-------- Source material
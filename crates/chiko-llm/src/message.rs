//! Message types for conversations
//!
//! A transcript is an ordered list of these; the model side is always
//! tagged `Model` to match the provider's role names.

use chrono::{DateTime, Utc};
use serde::{Deserialize, Serialize};

/// Role in a conversation message
#[derive(Debug, Clone, Copy, PartialEq, Eq, Hash, Serialize, Deserialize)]
#[serde(rename_all = "lowercase")]
pub enum MessageRole {
    /// User message
    User,
    /// Model reply
    Model,
}

impl MessageRole {
    /// Returns the wire representation
    #[must_use]
    pub fn as_str(&self) -> &'static str {
        match self {
            Self::User => "user",
            Self::Model => "model",
        }
    }
}

/// A message in a conversation
#[derive(Debug, Clone, PartialEq, Eq, Serialize, Deserialize)]
#[serde(rename_all = "camelCase")]
pub struct Message {
    /// Opaque unique identifier
    pub id: String,
    /// Role of the message sender
    pub role: MessageRole,
    /// Message content
    pub content: String,
    /// Creation time
    pub created_at: DateTime<Utc>,
}

impl Message {
    /// Create a message with a fresh id
    #[must_use]
    pub fn new(role: MessageRole, content: impl Into<String>) -> Self {
        Self {
            id: uuid::Uuid::new_v4().to_string(),
            role,
            content: content.into(),
            created_at: Utc::now(),
        }
    }

    /// Create a user message
    #[must_use]
    pub fn user(content: impl Into<String>) -> Self {
        Self::new(MessageRole::User, content)
    }

    /// Create a model message
    #[must_use]
    pub fn model(content: impl Into<String>) -> Self {
        Self::new(MessageRole::Model, content)
    }
}

#[cfg(test)]
mod tests {
    use super::*;

    #[test]
    fn test_ids_are_unique() {
        let a = Message::user("halo");
        let b = Message::user("halo");
        assert_ne!(a.id, b.id);
    }

    #[test]
    fn test_serialized_shape() {
        let msg = Message::model("Halo Bro");
        let json = serde_json::to_value(&msg).unwrap();
        assert_eq!(json["role"], "model");
        assert_eq!(json["content"], "Halo Bro");
        assert!(json.get("createdAt").is_some());
    }
}
//! In-session conversation transcript
//!
//! Transcripts live only for the current session; nothing here is
//! persisted.

use chiko_llm::{Message, MessageRole};

/// Opening line of a new session
pub const GREETING: &str =
    "Woy Bro! Gue **Chiko**. Mau tanya apaan atau curhat apa hari ini? Santuy aja gausah panik.";

/// Ordered list of messages, oldest first
#[derive(Debug, Clone, Default, PartialEq, Eq)]
pub struct Transcript {
    messages: Vec<Message>,
}

impl Transcript {
    /// Empty transcript
    #[must_use]
    pub fn new() -> Self {
        Self::default()
    }

    /// Transcript seeded with the model's greeting
    #[must_use]
    pub fn with_greeting() -> Self {
        let mut transcript = Self::new();
        transcript.push(Message::model(GREETING));
        transcript
    }

    /// Append a message
    pub fn push(&mut self, message: Message) {
        self.messages.push(message);
    }

    /// All messages
    #[must_use]
    pub fn messages(&self) -> &[Message] {
        &self.messages
    }

    /// Number of messages
    #[must_use]
    pub fn len(&self) -> usize {
        self.messages.len()
    }

    /// Whether the transcript is empty
    #[must_use]
    pub fn is_empty(&self) -> bool {
        self.messages.is_empty()
    }

    /// Most recent message
    #[must_use]
    pub fn last(&self) -> Option<&Message> {
        self.messages.last()
    }

    /// Look up a message by id
    #[must_use]
    pub fn get(&self, id: &str) -> Option<&Message> {
        self.messages.iter().find(|m| m.id == id)
    }

    /// Number of messages with `role`
    #[must_use]
    pub fn count_role(&self, role: MessageRole) -> usize {
        self.messages.iter().filter(|m| m.role == role).count()
    }

    /// Drop all messages
    pub fn clear(&mut self) {
        self.messages.clear();
    }

    pub(crate) fn get_mut(&mut self, id: &str) -> Option<&mut Message> {
        self.messages.iter_mut().find(|m| m.id == id)
    }

    pub(crate) fn remove(&mut self, id: &str) -> Option<Message> {
        let index = self.messages.iter().position(|m| m.id == id)?;
        Some(self.messages.remove(index))
    }
}

impl From<Vec<Message>> for Transcript {
    fn from(messages: Vec<Message>) -> Self {
        Self { messages }
    }
}
use super::*;

const NOW: i64 = 1_750_000_000_000;

fn tracker() -> QuotaTracker {
    QuotaTracker::in_memory()
}

#[test]
fn test_empty_log_stats() {
    let stats = tracker().stats_at(NOW);
    assert_eq!(stats.used_per_minute, 0);
    assert_eq!(stats.limit, 15);
    assert_eq!(stats.remaining, 15);
    assert_eq!(stats.percent_used, 0.0);
    assert!(!stats.is_low);
    assert_eq!(stats.daily_remaining, 1500);
}

#[test]
fn test_record_then_stats() {
    let t = tracker();
    t.record_at(NOW);
    let stats = t.stats_at(NOW);
    assert_eq!(stats.used_per_minute, 1);
    assert_eq!(stats.remaining, 14);
    assert_eq!(stats.used_today, 1);
}

#[test]
fn test_minute_window_is_exclusive_at_boundary() {
    let t = tracker();
    t.record_at(NOW - MINUTE_WINDOW_MS);
    t.record_at(NOW - MINUTE_WINDOW_MS + 1);
    let stats = t.stats_at(NOW);
    assert_eq!(stats.used_per_minute, 1);
    assert_eq!(stats.used_today, 2);
}

#[test]
fn test_is_low_boundaries() {
    let t = tracker();
    for i in 0..11 {
        t.record_at(NOW - 1000 + i);
    }
    let stats = t.stats_at(NOW);
    assert_eq!(stats.remaining, 4);
    assert!(!stats.is_low);

    t.record_at(NOW);
    let stats = t.stats_at(NOW);
    assert_eq!(stats.remaining, 3);
    assert!(stats.is_low);
}

#[test]
fn test_over_limit_saturates() {
    let t = tracker();
    for i in 0..20 {
        t.record_at(NOW - 20 + i);
    }
    let stats = t.stats_at(NOW);
    assert_eq!(stats.used_per_minute, 20);
    assert_eq!(stats.remaining, 0);
    assert_eq!(stats.percent_used, 100.0);
    assert!(stats.is_low);
}

#[test]
fn test_thousand_recent_requests() {
    let t = tracker();
    for i in 0..1000 {
        t.record_at(NOW - 1000 + i);
    }
    let stats = t.stats_at(NOW);
    assert_eq!(stats.used_per_minute, 1000);
    assert_eq!(stats.remaining, 0);
    assert_eq!(stats.percent_used, 100.0);
    assert!(stats.is_low);
}

#[test]
fn test_prune_drops_entries_older_than_a_day() {
    let store = Arc::new(MemoryStore::new());
    store
        .set(QUOTA_KEY, &format!("[{}, {}]", NOW - RETENTION_MS - 5, NOW - 10))
        .unwrap();

    let t = QuotaTracker::new(store);
    t.record_at(NOW);
    assert_eq!(t.log(), vec![NOW - 10, NOW]);
}

#[test]
fn test_stats_do_not_mutate_log() {
    let t = tracker();
    t.record_at(NOW);
    let _ = t.stats_at(NOW + RETENTION_MS * 2);
    assert_eq!(t.log(), vec![NOW]);
}

#[test]
fn test_clock_step_back_drops_future_entries() {
    let t = tracker();
    t.record_at(NOW);
    t.record_at(NOW - 5_000);
    assert_eq!(t.log(), vec![NOW - 5_000]);
}

#[test]
fn test_clock_briefly_ahead_does_not_inflate_window() {
    let t = tracker();
    t.record_at(NOW + 60 * MINUTE_WINDOW_MS);
    for i in 0..10 {
        t.record_at(NOW + i * 3 * MINUTE_WINDOW_MS);
    }

    let stats = t.stats_at(NOW + 30 * MINUTE_WINDOW_MS);
    assert_eq!(stats.used_per_minute, 0);
    assert_eq!(stats.used_today, 10);

    let stats = t.stats_at(NOW + 27 * MINUTE_WINDOW_MS);
    assert_eq!(stats.used_per_minute, 1);

    let log = t.log();
    assert_eq!(log.len(), 10);
    assert!(log.windows(2).all(|w| w[0] <= w[1]));
    assert_eq!(log.last(), Some(&(NOW + 27 * MINUTE_WINDOW_MS)));
}

#[test]
fn test_stats_ignore_entries_after_now() {
    let store = Arc::new(MemoryStore::new());
    store
        .set(QUOTA_KEY, &format!("[{}, {}]", NOW - 10, NOW + 10_000))
        .unwrap();

    let stats = QuotaTracker::new(store).stats_at(NOW);
    assert_eq!(stats.used_per_minute, 1);
    assert_eq!(stats.used_today, 1);
}

#[test]
fn test_corrupt_value_reads_as_empty() {
    let store = Arc::new(MemoryStore::new());
    store.set(QUOTA_KEY, "not json at all").unwrap();

    let t = QuotaTracker::new(store);
    assert_eq!(t.stats_at(NOW).used_per_minute, 0);

    t.record_at(NOW);
    assert_eq!(t.log(), vec![NOW]);
}

#[test]
fn test_zero_limit_reports_exhausted() {
    let t = tracker().with_limits(QuotaLimits {
        per_minute: 0,
        per_day: 0,
        low_threshold: 3,
    });
    let stats = t.stats_at(NOW);
    assert_eq!(stats.remaining, 0);
    assert_eq!(stats.percent_used, 100.0);
    assert!(stats.is_low);
}

#[test]
fn test_custom_limits() {
    let t = tracker().with_limits(QuotaLimits {
        per_minute: 60,
        per_day: 10_000,
        low_threshold: 10,
    });
    for i in 0..30 {
        t.record_at(NOW - 30 + i);
    }
    let stats = t.stats_at(NOW);
    assert_eq!(stats.remaining, 30);
    assert_eq!(stats.percent_used, 50.0);
    assert!(!stats.is_low);
}

struct FailingStore;

impl QuotaStore for FailingStore {
    fn get(&self, _key: &str) -> Result<Option<String>, crate::error::StoreError> {
        Err(crate::error::StoreError::Poisoned)
    }

    fn set(&self, _key: &str, _value: &str) -> Result<(), crate::error::StoreError> {
        Err(crate::error::StoreError::Poisoned)
    }
}

#[test]
fn test_storage_failure_is_swallowed() {
    let t = QuotaTracker::new(Arc::new(FailingStore));
    t.record_at(NOW);
    let stats = t.stats_at(NOW);
    assert_eq!(stats.used_per_minute, 0);
}

#[test]
fn test_file_store_persists_across_trackers() {
    let dir = tempfile::tempdir().unwrap();

    let first = QuotaTracker::new(Arc::new(FileStore::new(dir.path())));
    first.record_at(NOW - 2);
    first.record_at(NOW - 1);

    let second = QuotaTracker::new(Arc::new(FileStore::new(dir.path())));
    assert_eq!(second.stats_at(NOW).used_per_minute, 2);
    assert!(dir.path().join("chiko_quota_tracker.json").exists());
}

#[test]
fn test_file_store_missing_file_is_none() {
    let dir = tempfile::tempdir().unwrap();
    let store = FileStore::new(dir.path().join("nested"));
    assert!(store.get(QUOTA_KEY).unwrap().is_none());
}
//! Client-side Quota Tracking
//!
//! Keeps a rolling log of request timestamps (epoch milliseconds) in
//! durable storage and derives usage statistics from it on demand.
//! Raw timestamps are stored rather than counters, so the trailing window
//! has no boundary bias.
//!
//! Bookkeeping is best-effort: storage failures are logged and swallowed,
//! never surfaced to the request path.

use chrono::Utc;
use serde::{Deserialize, Serialize};
use std::sync::Arc;
use tracing::{debug, warn};

mod store;

pub use store::{FileStore, MemoryStore, QuotaStore};

/// Storage key holding the serialized log
pub const QUOTA_KEY: &str = "chiko_quota_tracker";

/// Trailing window used for the per-minute figure
pub const MINUTE_WINDOW_MS: i64 = 60 * 1000;

/// Retention window; older entries are pruned on every write
pub const RETENTION_MS: i64 = 24 * 60 * 60 * 1000;

// ============================================================================
// Types
// ============================================================================

/// Configured limits (free tier estimates by default)
#[derive(Debug, Clone, Copy, PartialEq, Eq, Serialize, Deserialize)]
pub struct QuotaLimits {
    /// Requests per minute
    pub per_minute: u32,
    /// Requests per day
    pub per_day: u32,
    /// Remaining-capacity threshold at or below which usage is "low"
    pub low_threshold: u32,
}

impl Default for QuotaLimits {
    fn default() -> Self {
        Self {
            per_minute: 15,
            per_day: 1500,
            low_threshold: 3,
        }
    }
}

/// Usage snapshot derived from the log at read time
#[derive(Debug, Clone, Copy, PartialEq, Serialize, Deserialize)]
#[serde(rename_all = "camelCase")]
pub struct QuotaStats {
    /// Requests within the trailing 60 seconds
    pub used_per_minute: u32,
    /// Configured per-minute limit
    pub limit: u32,
    /// `max(0, limit - used_per_minute)`
    pub remaining: u32,
    /// `min(100, 100 * used_per_minute / limit)`
    pub percent_used: f64,
    /// `remaining <= low_threshold`
    pub is_low: bool,
    /// Requests within the trailing 24 hours
    pub used_today: u32,
    /// Configured per-day limit
    pub daily_limit: u32,
    /// `max(0, daily_limit - used_today)`
    pub daily_remaining: u32,
}

impl QuotaStats {
    fn compute(log: &[i64], now_ms: i64, limits: &QuotaLimits) -> Self {
        let minute_cutoff = now_ms - MINUTE_WINDOW_MS;
        let day_cutoff = now_ms - RETENTION_MS;

        let within = |cutoff: i64| log.iter().filter(|t| **t > cutoff && **t <= now_ms).count();
        let used_per_minute = count_u32(within(minute_cutoff));
        let used_today = count_u32(within(day_cutoff));

        let remaining = limits.per_minute.saturating_sub(used_per_minute);
        let percent_used = if limits.per_minute == 0 {
            100.0
        } else {
            (f64::from(used_per_minute) / f64::from(limits.per_minute) * 100.0).min(100.0)
        };

        Self {
            used_per_minute,
            limit: limits.per_minute,
            remaining,
            percent_used,
            is_low: remaining <= limits.low_threshold,
            used_today,
            daily_limit: limits.per_day,
            daily_remaining: limits.per_day.saturating_sub(used_today),
        }
    }
}

fn count_u32(n: usize) -> u32 {
    u32::try_from(n).unwrap_or(u32::MAX)
}

// ============================================================================
// QuotaTracker
// ============================================================================

/// Rolling request log over an injected store.
///
/// `record` does a single read-modify-write with no locking. That is safe
/// for one cooperative thread of control; concurrent writers (several
/// processes sharing one store) can lose updates.
#[derive(Clone)]
pub struct QuotaTracker {
    store: Arc<dyn QuotaStore>,
    limits: QuotaLimits,
}

impl std::fmt::Debug for QuotaTracker {
    fn fmt(&self, f: &mut std::fmt::Formatter<'_>) -> std::fmt::Result {
        f.debug_struct("QuotaTracker")
            .field("limits", &self.limits)
            .finish_non_exhaustive()
    }
}

impl QuotaTracker {
    /// Create a tracker over `store` with default limits
    #[must_use]
    pub fn new(store: Arc<dyn QuotaStore>) -> Self {
        Self {
            store,
            limits: QuotaLimits::default(),
        }
    }

    /// In-memory tracker
    #[must_use]
    pub fn in_memory() -> Self {
        Self::new(Arc::new(MemoryStore::new()))
    }

    /// Set custom limits
    #[must_use]
    pub fn with_limits(mut self, limits: QuotaLimits) -> Self {
        self.limits = limits;
        self
    }

    /// Configured limits
    #[must_use]
    pub fn limits(&self) -> &QuotaLimits {
        &self.limits
    }

    /// Record a request at the current wall-clock time
    pub fn record(&self) {
        self.record_at(Utc::now().timestamp_millis());
    }

    /// Record a request at `now_ms`.
    ///
    /// Prunes entries older than 24h, appends `now_ms`, then persists.
    /// Never fails: storage errors are logged and dropped.
    ///
    /// Entries stamped after `now_ms` were written by a clock that has
    /// since stepped back; they are dropped so the log stays ordered and
    /// never holds future timestamps.
    pub fn record_at(&self, now_ms: i64) {
        let mut log = self.load();

        let cutoff = now_ms - RETENTION_MS;
        let before = log.len();
        log.retain(|t| *t > cutoff && *t <= now_ms);
        if log.len() != before {
            debug!(pruned = before - log.len(), "Pruned expired quota entries");
        }
        log.push(now_ms);

        match serde_json::to_string(&log) {
            Ok(json) => {
                if let Err(e) = self.store.set(QUOTA_KEY, &json) {
                    warn!(error = %e, "Quota tracking error: failed to persist log");
                }
            }
            Err(e) => warn!(error = %e, "Quota tracking error: failed to serialize log"),
        }
    }

    /// Usage statistics at the current wall-clock time
    #[must_use]
    pub fn stats(&self) -> QuotaStats {
        self.stats_at(Utc::now().timestamp_millis())
    }

    /// Usage statistics as of `now_ms`. Does not modify the log.
    #[must_use]
    pub fn stats_at(&self, now_ms: i64) -> QuotaStats {
        QuotaStats::compute(&self.load(), now_ms, &self.limits)
    }

    /// Current persisted log (missing or corrupt values read as empty)
    #[must_use]
    pub fn log(&self) -> Vec<i64> {
        self.load()
    }

    fn load(&self) -> Vec<i64> {
        let raw = match self.store.get(QUOTA_KEY) {
            Ok(Some(raw)) => raw,
            Ok(None) => return Vec::new(),
            Err(e) => {
                warn!(error = %e, "Quota tracking error: failed to read log");
                return Vec::new();
            }
        };

        match serde_json::from_str::<Vec<i64>>(&raw) {
            Ok(log) => log,
            Err(e) => {
                warn!(error = %e, "Quota log is malformed, treating as empty");
                Vec::new()
            }
        }
    }
}

#[cfg(test)]
mod tests;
----------------
▶ Problem to solve
Wherever the string "modify" appears in the entries, copy that line.

▶ Answer to this exercise
/// `record` does a single read-modify-write with no locking. That is safe
    /// Usage statistics as of `now_ms`. Does not modify the log.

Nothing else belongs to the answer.